The city's existing home market, meanwhile, has been operating under a similar scenario. Prices keep rising, dashing the hopes of would-be homeowners still clinging to dreams of owning their own place. Century 21 China Real Estate, the city's second-largest real estate chain, said prices rose between 14 and 19 percent in Shanghai last year.
Houses larger than 140 square meters jumped the most, with prices up almost 19 percent. Units below that floor space were up about 14 percent, according to Century 21's tracking of 16 major residential developments in different areas across the city.
Shanghai is not alone in this. Across the nation, the property market is defying government attempts to rein it in.
Urban property prices in China in November climbed for the 18th consecutive month, up 7.7 percent from a year earlier.
"The country's property market bubble has shown stubborn resistance to accelerating government attempts to prick it," said Song Huiyong, research director with Shanghai Centaline Property Consultants Ltd, operator of the city's largest real estate chain.

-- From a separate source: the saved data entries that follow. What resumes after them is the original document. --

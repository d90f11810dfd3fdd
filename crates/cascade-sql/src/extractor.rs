//! Relation extraction from SQL AST
//!
//! Walks parsed statements collecting every referenced relation, filters out
//! CTE names, and classifies placeholder tokens back into the ref/source
//! targets they came from. Bare relations (schema-qualified identifiers not
//! wrapped in `ref`/`source`) are reported as-is so the compiler can match
//! them against known model names.

use sqlparser::ast::{visit_relations, Query, Statement, With};
use std::collections::BTreeSet;
use std::ops::ControlFlow;

/// Placeholder prefix for `ref()` targets (kept in sync with the expander)
const REF_PREFIX: &str = "__REF__";

/// Placeholder prefix for `source()` targets
const SRC_PREFIX: &str = "__SRC__";

/// A referenced relation, classified by where it came from
#[derive(Debug, Clone, PartialEq, Eq, PartialOrd, Ord)]
pub enum RelationRef {
    /// A `ref()` placeholder carrying the model name
    Ref(String),

    /// A `source()` placeholder carrying group and table
    Source { group: String, table: String },

    /// A literal relation identifier
    Bare(String),
}

/// Classify a relation string into a ref/source placeholder or a bare name.
pub fn classify_relation(name: &str) -> RelationRef {
    if let Some(inner) = name.strip_prefix(REF_PREFIX).and_then(|s| s.strip_suffix("__")) {
        if !inner.is_empty() {
            return RelationRef::Ref(inner.to_string());
        }
    }
    if let Some(inner) = name.strip_prefix(SRC_PREFIX).and_then(|s| s.strip_suffix("__")) {
        if let Some((group, table)) = inner.split_once("__") {
            if !group.is_empty() && !table.is_empty() {
                return RelationRef::Source {
                    group: group.to_string(),
                    table: table.to_string(),
                };
            }
        }
    }
    RelationRef::Bare(name.to_string())
}

/// Extract CTE names from a WITH clause
fn cte_names(with: &With) -> BTreeSet<String> {
    with.cte_tables
        .iter()
        .map(|cte| cte.alias.name.value.clone())
        .collect()
}

/// Extract CTE names declared at the top of a statement
fn statement_cte_names(stmt: &Statement) -> BTreeSet<String> {
    match stmt {
        Statement::Query(query) => query_cte_names(query),
        _ => BTreeSet::new(),
    }
}

fn query_cte_names(query: &Query) -> BTreeSet<String> {
    query.with.as_ref().map(cte_names).unwrap_or_default()
}

/// Extract every referenced relation from a set of statements.
///
/// Relations named after a CTE declared in the same statement set are
/// filtered out (they are internal to the query, not dependencies).
pub fn extract_relations(statements: &[Statement]) -> BTreeSet<String> {
    let all_ctes: BTreeSet<String> = statements.iter().flat_map(statement_cte_names).collect();

    let mut relations = BTreeSet::new();
    for stmt in statements {
        let _ = visit_relations(stmt, |relation| {
            relations.insert(crate::object_name_to_string(relation));
            ControlFlow::<()>::Continue(())
        });
    }

    relations.retain(|rel| {
        let last = rel.split('.').next_back().unwrap_or(rel);
        !all_ctes.contains(last) && !all_ctes.contains(rel.as_str())
    });

    relations
}

/// Extract and classify in one step.
pub fn classify_relations(statements: &[Statement]) -> BTreeSet<RelationRef> {
    extract_relations(statements)
        .into_iter()
        .map(|name| classify_relation(&name))
        .collect()
}

#[cfg(test)]
#[path = "extractor_test.rs"]
mod tests;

"That has shaken public confidence about the effectiveness of government policies. A rebound in the market is more likely as more people decide to stop waiting and enter the market before prices rise even further."
Centaline's research indicates the market has grown even more resilient in the past eight months.
Just two weeks after the first round of tightening measures were -announced in April, daily -transaction volume of existing houses plunged to below 200 units in Shanghai from former levels as high as 1,000.
Two months later, sales rose to between 600 and 650 units a day, according to its study.
Since then, the market had managed to bounce back with even greater speed.
More than four weeks after the second round of tightening -policies was introduced in September, daily transaction volume of existing homes hit a periodic bottom of less than 250 units in Shanghai and then rebounded to 450 units in just three weeks.
It soon advanced further to around 550 and 600 units.
It is unknown what the government plans to do in 2011, but there's been no sign of policy makers -backing down.